Lung diseases can be broken up into three distinct classifications. The first type is often referred to as airway diseases which are used to describe lung disease that affects the airways that carry oxygen into and out of your lungs. Major airways include the trachea, and the left and right bronchi, though each lung consists of more, smaller airways as well.

Airway diseases can present themselves in a variety of different ways, though they usually cause a blockage or narrowing of the impacted airway. This often causes a sensation similar to breathing out of a straw. Some examples of airway diseases include asthma, COPD, emphysema, and bronchitis, but we’ll dive into the specifics of those a little later.

Lung Tissue Diseases

The next lung disease classification targets the structure of the lung itself and can lead to a feeling of tightness or restriction in the lungs and chest.

In the case of lung tissue diseases, scarring or inflammation impacts the structure of the lung, limiting the impacted lung’s ability to inhale oxygen and expel C02 efficiently. Examples of lung tissue disease include pulmonary fibrosis and sarcoidosis.

Lung Circulation Diseases

When we talk about circulation in the lungs, we’re talking about blood and blood vessels. Clotting, scarring, and inflammation of the blood vessel in the lungs can occur, and when it does, it can lead to a whole host of complications with the heart as well.

Circulation diseases can lead to shortness of breath, and a lack of cardiovascular stamina, with hypertension being the most common manifestation of this lung disease category.

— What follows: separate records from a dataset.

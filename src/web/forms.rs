//! Query and form payloads.
//!
//! Every field arrives as a string and is parsed leniently: a malformed
//! number reads as `0`, a malformed date as "no due date", an unknown
//! display status as not-started.

use chrono::NaiveDate;
use serde::Deserialize;

use crate::item::{DisplayStatus, ItemId, ItemUpdate};

/// `?ID=<n>` on the view, edit and delete routes.
#[derive(Debug, Default, Deserialize)]
pub struct IdQuery {
    #[serde(rename = "ID", alias = "id", default)]
    pub id: String,
}

impl IdQuery {
    #[must_use]
    pub fn id(&self) -> ItemId {
        parse_id(&self.id)
    }
}

/// Body of `POST /save`.
#[derive(Debug, Default, Deserialize)]
#[serde(default)]
pub struct SaveForm {
    pub id: String,
    pub name: String,
    pub description: String,
    pub due: String,
    pub reminder_interval: String,
    #[serde(alias = "Display_status")]
    pub display_status: String,
}

impl SaveForm {
    #[must_use]
    pub fn id(&self) -> ItemId {
        parse_id(&self.id)
    }

    #[must_use]
    pub fn into_update(self) -> ItemUpdate {
        ItemUpdate {
            due: parse_due(&self.due),
            reminder_interval: parse_interval(&self.reminder_interval),
            display_status: parse_display_status(&self.display_status),
            name: self.name,
            description: self.description,
        }
    }
}

/// Body of `POST /create`.
#[derive(Debug, Default, Deserialize)]
#[serde(default)]
pub struct CreateForm {
    pub name: String,
}

/// Body of the login form. The password field is called `string`.
#[derive(Debug, Default, Deserialize)]
#[serde(default)]
pub struct LoginForm {
    #[serde(rename = "string")]
    pub password: String,
}

#[must_use]
pub fn parse_id(raw: &str) -> ItemId {
    raw.trim().parse().unwrap_or(0)
}

#[must_use]
pub fn parse_due(raw: &str) -> Option<NaiveDate> {
    NaiveDate::parse_from_str(raw.trim(), "%Y-%m-%d").ok()
}

/// Negative or malformed intervals disable the reminder.
#[must_use]
pub fn parse_interval(raw: &str) -> u32 {
    raw.trim().parse().unwrap_or(0)
}

/// Accepts the numeric code or the name (`on-hold`, `in_progress`, ...).
#[must_use]
pub fn parse_display_status(raw: &str) -> DisplayStatus {
    raw.trim().parse().unwrap_or_default()
}
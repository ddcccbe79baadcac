use std::path::Path;
use tracing::{debug, warn};

use super::{config_path, AppConfig, ConfigError};

/// Load the configuration from `explicit` if given, else from
/// `~/.one-list/config.toml`.
///
/// A missing default file yields `AppConfig::default()`; a missing explicit
/// file is an error.
///
/// # Errors
///
/// Returns [`ConfigError`] if the file cannot be read or parsed.
pub fn load_config(explicit: Option<&Path>) -> Result<AppConfig, ConfigError> {
    if let Some(path) = explicit {
        return load_config_from(path);
    }

    let Some(path) = config_path() else {
        warn!("Could not determine config directory; using defaults");
        return Ok(AppConfig::default());
    };
    if !path.exists() {
        debug!("Config not found at {}; using defaults", path.display());
        return Ok(AppConfig::default());
    }
    load_config_from(&path)
}

/// Read and parse a specific config file.
///
/// # Errors
///
/// Returns [`ConfigError`] if the file cannot be read or parsed.
pub fn load_config_from(path: &Path) -> Result<AppConfig, ConfigError> {
    let content = std::fs::read_to_string(path)?;
    let config: AppConfig = toml::from_str(&content)?;
    debug!("Loaded config from {}", path.display());
    Ok(config)
}
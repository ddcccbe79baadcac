use std::sync::{Arc, Mutex, MutexGuard};

use super::{Storage, StorageError};
use crate::item::{Item, ItemId, Status};

/// Vec-backed storage. Clones share the same underlying items, so a test can
/// keep a handle after moving one into an `ItemStore`.
#[derive(Debug, Clone, Default)]
pub struct MemoryStorage {
    items: Arc<Mutex<Vec<Item>>>,
}

impl MemoryStorage {
    #[must_use]
    pub fn new() -> Self {
        Self::default()
    }

    /// Seed the storage with existing records.
    #[must_use]
    pub fn with_items(items: Vec<Item>) -> Self {
        Self {
            items: Arc::new(Mutex::new(items)),
        }
    }

    /// Copy of the stored records in insertion order.
    pub fn snapshot(&self) -> Result<Vec<Item>, StorageError> {
        Ok(self.lock()?.clone())
    }

    fn lock(&self) -> Result<MutexGuard<'_, Vec<Item>>, StorageError> {
        self.items
            .lock()
            .map_err(|_| StorageError::Unavailable("memory storage lock poisoned".to_string()))
    }
}

/// Status is derived, never stored.
fn stored(item: &Item) -> Item {
    Item {
        status: Status::default(),
        ..item.clone()
    }
}

impl Storage for MemoryStorage {
    fn init(&mut self) -> Result<(), StorageError> {
        Ok(())
    }

    fn fetch_all(&self) -> Result<Vec<Item>, StorageError> {
        self.snapshot()
    }

    fn fetch_one(&self, id: ItemId) -> Result<Option<Item>, StorageError> {
        Ok(self.lock()?.iter().find(|item| item.id == id).cloned())
    }

    fn add(&mut self, item: &Item) -> Result<(), StorageError> {
        self.lock()?.push(stored(item));
        Ok(())
    }

    fn update(&mut self, item: &Item) -> Result<(), StorageError> {
        let mut items = self.lock()?;
        if let Some(existing) = items.iter_mut().find(|existing| existing.id == item.id) {
            *existing = stored(item);
        }
        Ok(())
    }

    fn delete(&mut self, id: ItemId) -> Result<(), StorageError> {
        self.lock()?.retain(|item| item.id != id);
        Ok(())
    }

    fn close(self: Box<Self>) -> Result<(), StorageError> {
        Ok(())
    }
}
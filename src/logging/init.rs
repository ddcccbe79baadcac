use color_eyre::eyre::Result;
use tracing::Level;
use tracing_appender::rolling::{RollingFileAppender, Rotation};
use tracing_error::ErrorLayer;
use tracing_subscriber::fmt::{self, format::FmtSpan, MakeWriter};
use tracing_subscriber::layer::SubscriberExt;
use tracing_subscriber::util::SubscriberInitExt;
use tracing_subscriber::{EnvFilter, Layer, Registry};

use super::{LogConfig, LOG_FILENAME};

/// An output layer, boxed so plain and JSON layers share one type.
pub(super) type OutputLayer = Box<dyn Layer<Registry> + Send + Sync>;

/// `RUST_LOG` if set, otherwise `level` for this crate only.
fn env_filter(level: Level) -> EnvFilter {
    EnvFilter::try_from_default_env()
        .unwrap_or_else(|_| EnvFilter::new(format!("one_list={level}")))
}

/// One filtered output. Span close events are included so request spans
/// report their duration.
pub(super) fn output_layer<W>(writer: W, json: bool, ansi: bool, level: Level) -> OutputLayer
where
    W: for<'w> MakeWriter<'w> + Send + Sync + 'static,
{
    let layer = fmt::layer()
        .with_writer(writer)
        .with_span_events(FmtSpan::CLOSE)
        .with_target(true);
    if json {
        layer
            .json()
            .with_current_span(true)
            .with_filter(env_filter(level))
            .boxed()
    } else {
        layer
            .with_ansi(ansi)
            .with_filter(env_filter(level))
            .boxed()
    }
}

/// Install the global subscriber: a rolling file under `log_dir` plus
/// stdout, both in the configured format.
///
/// # Errors
///
/// Returns an error if the log directory cannot be created or a global
/// subscriber is already installed.
pub fn init_logging(config: LogConfig) -> Result<()> {
    let LogConfig {
        log_dir,
        log_level,
        json_format,
        rotation,
    } = config;

    std::fs::create_dir_all(&log_dir)?;
    let file = RollingFileAppender::new(rotation, &log_dir, LOG_FILENAME);

    let outputs = vec![
        output_layer(file, json_format, false, log_level),
        output_layer(std::io::stdout, json_format, true, log_level),
    ];
    tracing_subscriber::registry()
        .with(outputs)
        .with(ErrorLayer::default())
        .try_init()?;
    Ok(())
}

/// `hourly` or `never`; anything else rotates daily.
#[must_use]
pub fn parse_rotation(s: &str) -> Rotation {
    match s.to_lowercase().as_str() {
        "hourly" => Rotation::HOURLY,
        "never" => Rotation::NEVER,
        _ => Rotation::DAILY,
    }
}
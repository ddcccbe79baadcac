//! HTTP surface: routes, the cookie gate, and request logging.

pub mod auth;
pub mod forms;
mod handlers;
mod request_logging;

pub use auth::AuthGate;
pub use request_logging::{RequestLoggingLayer, RequestLoggingService};

use axum::routing::{get, post};
use axum::{middleware, Router};
use std::future::Future;
use std::sync::{Arc, Mutex, PoisonError};
use tokio::net::TcpListener;
use tracing::{info, warn};

use crate::config::AuthConfig;
use crate::item::ItemStore;
use crate::template::TemplateEngine;

/// Shared state handed to every handler.
#[derive(Clone)]
pub struct AppState {
    store: Arc<Mutex<ItemStore>>,
    templates: Arc<TemplateEngine>,
    auth: Arc<AuthGate>,
}

impl AppState {
    #[must_use]
    pub fn new(store: ItemStore, templates: TemplateEngine, auth: &AuthConfig) -> Self {
        Self {
            store: Arc::new(Mutex::new(store)),
            templates: Arc::new(templates),
            auth: Arc::new(AuthGate::from_config(auth)),
        }
    }

    /// Run `f` with exclusive access to the store.
    ///
    /// The lock is never held across an await point.
    pub fn with_store<R>(&self, f: impl FnOnce(&mut ItemStore) -> R) -> R {
        let mut store = self.store.lock().unwrap_or_else(PoisonError::into_inner);
        f(&mut store)
    }

    #[must_use]
    pub fn templates(&self) -> &TemplateEngine {
        &self.templates
    }

    #[must_use]
    pub fn auth(&self) -> &AuthGate {
        &self.auth
    }

    /// Close the storage once the server has stopped.
    pub fn close(self) {
        match Arc::try_unwrap(self.store) {
            Ok(store) => store
                .into_inner()
                .unwrap_or_else(PoisonError::into_inner)
                .close(),
            Err(_) => warn!("Store still shared at shutdown; storage left open"),
        }
    }
}

/// Build the router. Everything except login and health needs the cookie.
pub fn router(state: AppState) -> Router {
    let login_path = state.auth().login_path().to_string();

    let protected = Router::new()
        .route("/", get(handlers::view_all))
        .route("/view", get(handlers::view))
        .route("/edit", get(handlers::edit))
        .route("/save", post(handlers::save))
        .route("/create", post(handlers::create))
        .route("/delete", get(handlers::delete))
        .route_layer(middleware::from_fn_with_state(
            state.clone(),
            auth::require_auth,
        ));

    Router::new()
        .merge(protected)
        .route(
            &login_path,
            get(handlers::login_page).post(handlers::login_submit),
        )
        .route("/health", get(handlers::health))
        .layer(RequestLoggingLayer)
        .with_state(state)
}

/// Serve until `shutdown` resolves.
///
/// # Errors
///
/// Returns the I/O error that stopped the server.
pub async fn serve<F>(listener: TcpListener, state: AppState, shutdown: F) -> std::io::Result<()>
where
    F: Future<Output = ()> + Send + 'static,
{
    if let Ok(addr) = listener.local_addr() {
        info!("Listening on http://{addr}");
    }
    axum::serve(listener, router(state))
        .with_graceful_shutdown(shutdown)
        .await
}
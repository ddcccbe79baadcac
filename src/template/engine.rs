use handlebars::Handlebars;
use serde::Serialize;
use thiserror::Error;

use super::types::Page;

#[derive(Error, Debug)]
pub enum TemplateError {
    #[error("Template error: {0}")]
    Template(#[from] handlebars::TemplateError),
    #[error("Render error: {0}")]
    Render(#[from] handlebars::RenderError),
}

const PARTIALS: [(&str, &str); 2] = [
    ("header", include_str!("../../templates/header.hbs")),
    ("footer", include_str!("../../templates/footer.hbs")),
];

/// Renders the HTML pages. Templates are compiled into the binary.
pub struct TemplateEngine {
    handlebars: Handlebars<'static>,
}

impl TemplateEngine {
    /// Register the shared partials and every page template.
    pub fn new() -> Result<Self, TemplateError> {
        let mut handlebars = Handlebars::new();

        for (name, source) in PARTIALS {
            handlebars.register_partial(name, source)?;
        }
        for page in Page::ALL {
            handlebars.register_template_string(page.name(), page.source())?;
        }

        Ok(Self { handlebars })
    }

    /// Render a page with the given context.
    pub fn render<T: Serialize>(&self, page: Page, context: &T) -> Result<String, TemplateError> {
        self.handlebars
            .render(page.name(), context)
            .map_err(TemplateError::from)
    }
}

#[cfg(test)]
#[path = "engine_tests.rs"]
mod tests;
use serde::Serialize;

use crate::item::{DisplayStatus, Item};

/// The pages the server renders.
#[derive(Debug, Clone, Copy, PartialEq, Eq)]
pub enum Page {
    ViewAll,
    View,
    Edit,
    Login,
}

impl Page {
    pub const ALL: [Page; 4] = [Page::ViewAll, Page::View, Page::Edit, Page::Login];

    #[must_use]
    pub fn name(self) -> &'static str {
        match self {
            Page::ViewAll => "view_all",
            Page::View => "view",
            Page::Edit => "edit",
            Page::Login => "login",
        }
    }

    pub(super) fn source(self) -> &'static str {
        match self {
            Page::ViewAll => include_str!("../../templates/view_all.hbs"),
            Page::View => include_str!("../../templates/view.hbs"),
            Page::Edit => include_str!("../../templates/edit.hbs"),
            Page::Login => include_str!("../../templates/login.hbs"),
        }
    }
}

/// An item as the templates see it. Dates are preformatted; empty means unset.
/// Placeholders: {{id}}, {{name}}, {{description}}, {{status}}, {{`status_label`}},
/// {{`display_status`}}, {{`display_status_label`}}, {{due}}, {{`reminder_interval`}}, {{`last_update`}}
#[derive(Debug, Clone, Serialize)]
pub struct ItemContext {
    pub id: i64,
    pub name: String,
    /// Markdown source, for the edit form.
    pub description: String,
    pub status: &'static str,
    pub status_label: &'static str,
    pub display_status: i64,
    pub display_status_label: &'static str,
    /// `YYYY-MM-DD`, the format of `<input type="date">`.
    pub due: String,
    pub reminder_interval: u32,
    pub last_update: String,
}

impl From<&Item> for ItemContext {
    fn from(item: &Item) -> Self {
        Self {
            id: item.id,
            name: item.name.clone(),
            description: item.description.clone(),
            status: item.status.as_str(),
            status_label: item.status.label(),
            display_status: item.display_status.code(),
            display_status_label: item.display_status.label(),
            due: item
                .due
                .map(|d| d.format("%Y-%m-%d").to_string())
                .unwrap_or_default(),
            reminder_interval: item.reminder_interval,
            last_update: item
                .last_update
                .map(|t| t.format("%Y-%m-%d %H:%M").to_string())
                .unwrap_or_default(),
        }
    }
}

/// One `<option>` of the display-status select.
#[derive(Debug, Clone, Serialize)]
pub struct StatusOption {
    pub value: i64,
    pub label: &'static str,
    pub selected: bool,
}

impl StatusOption {
    /// All display statuses with `current` preselected.
    #[must_use]
    pub fn all(current: DisplayStatus) -> Vec<Self> {
        DisplayStatus::ALL
            .iter()
            .map(|&status| Self {
                value: status.code(),
                label: status.label(),
                selected: status == current,
            })
            .collect()
    }
}

/// Context for `/`: the sorted list plus the first item's description as HTML.
#[derive(Debug, Clone, Serialize)]
pub struct ListPageContext {
    pub items: Vec<ItemContext>,
    pub description: String,
}

/// Context for `/view`.
#[derive(Debug, Clone, Serialize)]
pub struct ViewPageContext {
    pub title: String,
    pub item: ItemContext,
    pub description: String,
}

/// Context for `/edit`.
#[derive(Debug, Clone, Serialize)]
pub struct EditPageContext {
    pub title: String,
    pub item: ItemContext,
    pub status_options: Vec<StatusOption>,
}

/// Context for the login page.
#[derive(Debug, Clone, Serialize)]
pub struct LoginPageContext {
    pub title: &'static str,
    pub login_path: String,
}

#[cfg(test)]
#[path = "types_tests.rs"]
mod tests;
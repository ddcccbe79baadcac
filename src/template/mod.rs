mod engine;
mod types;

pub use engine::{TemplateEngine, TemplateError};
pub use types::{
    EditPageContext, ItemContext, ListPageContext, LoginPageContext, Page, StatusOption,
    ViewPageContext,
};
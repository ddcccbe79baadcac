//! Read-time status derivation and list ordering.

use chrono::{DateTime, Days, NaiveDate, NaiveTime, Utc};
use std::cmp::Ordering;

use super::types::{Item, Status};

/// Derive the status an item is shown with at `now`.
///
/// Rules, first match wins:
/// 1. a positive reminder interval has elapsed since the last update
/// 2. the due date has passed
/// 3. the item was never updated
/// 4. otherwise the user-chosen display status
#[must_use]
pub fn derive_status(item: &Item, now: DateTime<Utc>) -> Status {
    if reminder_due(item, now) {
        Status::Notification
    } else if item.due.is_some_and(|due| due_instant(due) < now) {
        Status::Overdue
    } else if item.last_update.is_none() {
        Status::New
    } else {
        Status::Display(item.display_status)
    }
}

/// A never-updated item with a positive interval counts as due for a reminder.
fn reminder_due(item: &Item, now: DateTime<Utc>) -> bool {
    if item.reminder_interval == 0 {
        return false;
    }
    match item.last_update {
        None => true,
        Some(last) => last
            .checked_add_days(Days::new(u64::from(item.reminder_interval)))
            .is_some_and(|fires_at| fires_at < now),
    }
}

/// Due dates take effect at the start of the day, UTC.
#[must_use]
pub fn due_instant(due: NaiveDate) -> DateTime<Utc> {
    due.and_time(NaiveTime::MIN).and_utc()
}

/// Recompute `status` on every item.
pub fn refresh_statuses(items: &mut [Item], now: DateTime<Utc>) {
    for item in items.iter_mut() {
        item.status = derive_status(item, now);
    }
}

/// List ordering: status rank, then items with a due date (earliest first)
/// ahead of items without one.
#[must_use]
pub fn compare_items(a: &Item, b: &Item) -> Ordering {
    a.status
        .rank()
        .cmp(&b.status.rank())
        .then_with(|| match (a.due, b.due) {
            (Some(a_due), Some(b_due)) => a_due.cmp(&b_due),
            (Some(_), None) => Ordering::Less,
            (None, Some(_)) => Ordering::Greater,
            (None, None) => Ordering::Equal,
        })
}

/// Stable sort by [`compare_items`]; undated items of equal status keep their input order.
pub fn sort_items(items: &mut [Item]) {
    items.sort_by(compare_items);
}

/// Recompute statuses at `now` and sort for display.
pub fn update_and_sort(items: &mut [Item], now: DateTime<Utc>) {
    refresh_statuses(items, now);
    sort_items(items);
}

#[cfg(test)]
#[path = "status_tests.rs"]
mod tests;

Common Types of Lung Disease

Now that we’ve broken down the three main categories of lung diseases, it’s time to get specific. Next, we’ll uncover the most common types of lung disease and their causes.

Asthma

Asthma is a common airway disease, affecting 25-million Americans, or roughly one in every 13 people in the US. It’s caused by triggers, though those triggers can vary substantially from person to person. An asthma-prone individual may trigger an attack through exposure to allergens, irritants in the air, exercise, weather, and sometimes even food.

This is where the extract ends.